Although detached, the sidecar and app share the same storage and networking environment.
Sidecar runs alongside the app, handling tasks such as logging, monitoring, and security.
They communicate with each other through a local network or shared resources, such as a configuration file or shared memory.
The sidecar and app start, stop, and scale together for reliability.
Also it’s possible to update or replace the sidecar without affecting the app.
There are 2 ways to deploy a sidecar:
As a separate container alongside the app.
As a separate process on the same server.
Yet the way a sidecar gets deployed depends on the use case and infrastructure setup.
Let’s keep going!
2. Use Cases
Here are three popular use cases of the sidecar pattern:
Traffic Proxy
The sidecar acts as a traffic manager. It controls incoming and outgoing requests for the app.
Here’s how:
Imagine the app wants to call another service, for example, the payments API.
It sends a request to the sidecar instead of calling the API directly.
The sidecar then forwards the request to the correct API.
It also automatically retries if the request fails due to a timeout or other error.
Besides the sidecar decrypts the incoming traffic before sending it to the app.
This avoids the need for retry logic or security logic inside the app itself.
It’s also used to add HTTPS support to legacy services.
A popular implementation of the sidecar traffic proxy is Envoy. It usually gets deployed as a separate container alongside the app.
Logging and Monitoring
Log management and monitoring increase the app complexity.
A sidecar solves this problem by collecting logs and sending them to a central system.
Here’s how:
The app writes logs to its local file, standard output, or a stream.
Sidecar collects these logs from the app and combines them if needed.
It then sends those logs to a central system, such as Elasticsearch or Splunk.
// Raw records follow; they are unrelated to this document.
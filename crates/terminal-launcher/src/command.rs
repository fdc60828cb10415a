//! Argument-vector construction.

use crate::config::{LaunchMode, LauncherConfig};
use prompt_gate::shell::{quote, quote_word};
use prompt_gate::SanitizedPrompt;
use std::ffi::OsString;
use std::path::PathBuf;

/// A fully built terminal invocation. Immutable once built.
#[derive(Debug, Clone, PartialEq, Eq)]
pub struct LaunchCommand {
    /// Terminal program as configured (argv[0]).
    pub program: String,
    /// Arguments after the program, each passed as its own argv entry.
    pub args: Vec<OsString>,
    pub working_dir: PathBuf,
    /// Environment set explicitly on the child.
    pub env: Vec<(String, String)>,
    /// Inherited variables removed from the child's environment.
    pub env_remove: Vec<String>,
}

impl LaunchCommand {
    pub fn build(config: &LauncherConfig, prompt: &SanitizedPrompt) -> Self {
        let mut args: Vec<OsString> = vec![
            "--workdir".into(),
            config.working_dir.clone().into_os_string(),
        ];

        match config.mode {
            LaunchMode::ShellChain => {
                args.push("-e".into());
                args.push(config.shell_program.clone().into());
                args.push("-c".into());
                args.push(shell_chain(config, prompt).into());
            }
            LaunchMode::Direct => {
                args.push("--hold".into());
                args.push("-e".into());
                args.push(config.assistant_program.clone().into());
                args.push(prompt.literal().into());
            }
        }

        Self {
            program: config.terminal_program.clone(),
            args,
            working_dir: config.working_dir.clone(),
            env: vec![("DISPLAY".to_string(), config.display.clone())],
            env_remove: config.withheld_env.clone(),
        }
    }

    /// Program followed by its arguments, lossily converted for logs and tests.
    pub fn argv_lossy(&self) -> Vec<String> {
        std::iter::once(self.program.clone())
            .chain(self.args.iter().map(|a| a.to_string_lossy().into_owned()))
            .collect()
    }
}

/// The inner command string handed to `shell -c`. The prompt is the only
/// part derived from input and is always a single-quoted word.
fn shell_chain(config: &LauncherConfig, prompt: &SanitizedPrompt) -> String {
    format!(
        "{} {}; echo {}; exec {}",
        quote_word(&config.assistant_program),
        prompt.quoted(),
        quote(&config.done_marker),
        quote_word(&config.shell_program),
    )
}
It lets the developer view all logs in a single place without changing the app’s code.
A popular implementation of the sidecar for logging and monitoring is Fluentd. It’s possible to deploy it as a separate process or container alongside the app.
Security Management
It’s unsafe for an app to store sensitive data, such as passwords or API tokens.
A sidecar solves this problem by managing sensitive data for the app.
Here’s how:
The sidecar gets secrets, such as passwords or certificates, from a secure system.
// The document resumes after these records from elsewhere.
//! OpenCode relay binary entry point.
//!
//! Usage: opencode-relay [--stderr] [--working-dir <dir>] ...
//!
//! Settings are read from flags, the environment, and a `.env` file in the
//! current directory, in that order of precedence.

use clap::Parser;
use opencode_relay::{
    CliArgs, JsonlAuditLog, Relay, RelayConfig, RelayError, RelayResult, TelegramClient,
};
use prompt_gate::{AuditSink, Gatekeeper};
use std::process::ExitCode;
use std::sync::Arc;
use terminal_launcher::Launcher;
use tracing::{error, info, warn};

#[tokio::main]
async fn main() -> ExitCode {
    // A missing .env file is fine; the environment may already be set.
    let _ = dotenvy::dotenv();
    let args = CliArgs::parse();

    let config = match RelayConfig::from_args(args, dirs::home_dir()) {
        Ok(config) => config,
        Err(e) => {
            eprintln!("opencode-relay: {e}");
            return ExitCode::FAILURE;
        }
    };

    if let Err(e) = observability::init_with_config(observability::LogConfig {
        service_name: "opencode-relay".into(),
        default_level: config.log_level.clone(),
        log_path: Some(config.log_file.clone()),
        also_stderr: config.log_to_stderr,
    }) {
        eprintln!(
            "opencode-relay: cannot open log file {}: {e}",
            config.log_file.display()
        );
        return ExitCode::FAILURE;
    }

    match run(config).await {
        Ok(()) => ExitCode::SUCCESS,
        Err(e) => {
            error!(error = %e, "Relay exited with error");
            ExitCode::FAILURE
        }
    }
}

async fn run(config: RelayConfig) -> RelayResult<()> {
    info!(
        allowed_sender = %config.gate.allowed_sender,
        mini_app_url = %config.mini_app_url,
        working_dir = %config.launcher.working_dir.display(),
        display = %config.launcher.display,
        terminal = %config.launcher.terminal_program,
        mode = %config.launcher.mode,
        log_file = %config.log_file.display(),
        audit_log = %config.audit_log.display(),
        "Configuration loaded"
    );

    let audit: Arc<dyn AuditSink> = Arc::new(JsonlAuditLog::open(&config.audit_log)?);

    let launcher = Launcher::new(config.launcher.clone());
    match launcher.preflight() {
        Ok(terminal) => info!(terminal = %terminal.display(), "Launch preflight passed"),
        Err(e) => warn!(
            error = %e,
            code = e.code(),
            "Launch preflight failed; launches will fail until this is fixed"
        ),
    }

    let client = TelegramClient::new(
        &config.telegram_api_url,
        &config.bot_token,
        config.poll_timeout,
    )?;
    let me = client.get_me().await?;
    info!(
        bot = me.username.as_deref().unwrap_or(&me.first_name),
        "Connected to Telegram"
    );
    client.delete_webhook(true).await?;

    let gatekeeper = Gatekeeper::new(config.gate, audit.clone());
    let mut relay = Relay::new(
        client,
        gatekeeper,
        launcher,
        audit,
        config.mini_app_url.as_str(),
    );

    tokio::select! {
        result = relay.run() => result,
        signal = shutdown_signal() => {
            signal?;
            info!("Received shutdown signal, exiting...");
            Ok(())
        }
    }
}

#[cfg(unix)]
async fn shutdown_signal() -> RelayResult<()> {
    use tokio::signal::unix::{signal, SignalKind};

    let mut terminate = signal(SignalKind::terminate()).map_err(RelayError::Io)?;
    tokio::select! {
        result = tokio::signal::ctrl_c() => result.map_err(RelayError::Io),
        _ = terminate.recv() => Ok(()),
    }
}

#[cfg(not(unix))]
async fn shutdown_signal() -> RelayResult<()> {
    tokio::signal::ctrl_c().await.map_err(RelayError::Io)
}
It then provides them to the app at runtime through a file, environment variable, or shared memory.
This technique keeps the secrets separate from the app’s code for security.
A popular implementation of the sidecar for security management is Vault Agent.
3. Tradeoffs
Here’s how the sidecar pattern helps with a microservices architecture:
Sidecar handles extra tasks, while the microservice contains only business logic. Thus keeping it simple.
Each microservice has the same sidecar setup. Thus ensuring consistent logging, monitoring, or security features.
A sidecar usually runs outside the app. So it doesn’t matter if one microservice runs java and another runs python. Thus making it language independent.
Yet everything comes with a tradeoff, and the sidecar too.
Here are some of them:
It consumes extra CPU, memory, and network capacity.
It adds extra latency to each request.
It introduces the risk of hidden failures because a functional app may look broken just from a sidecar failure.
It increases operational complexity as it’s necessary to configure, monitor, and update the sidecar.
It brings synchronization challenges as the app and sidecar should start, stop, and scale together.
The sidecar pattern became popular with microservices architecture.
Yet a monolithic app can also use it to handle operational tasks for reliability.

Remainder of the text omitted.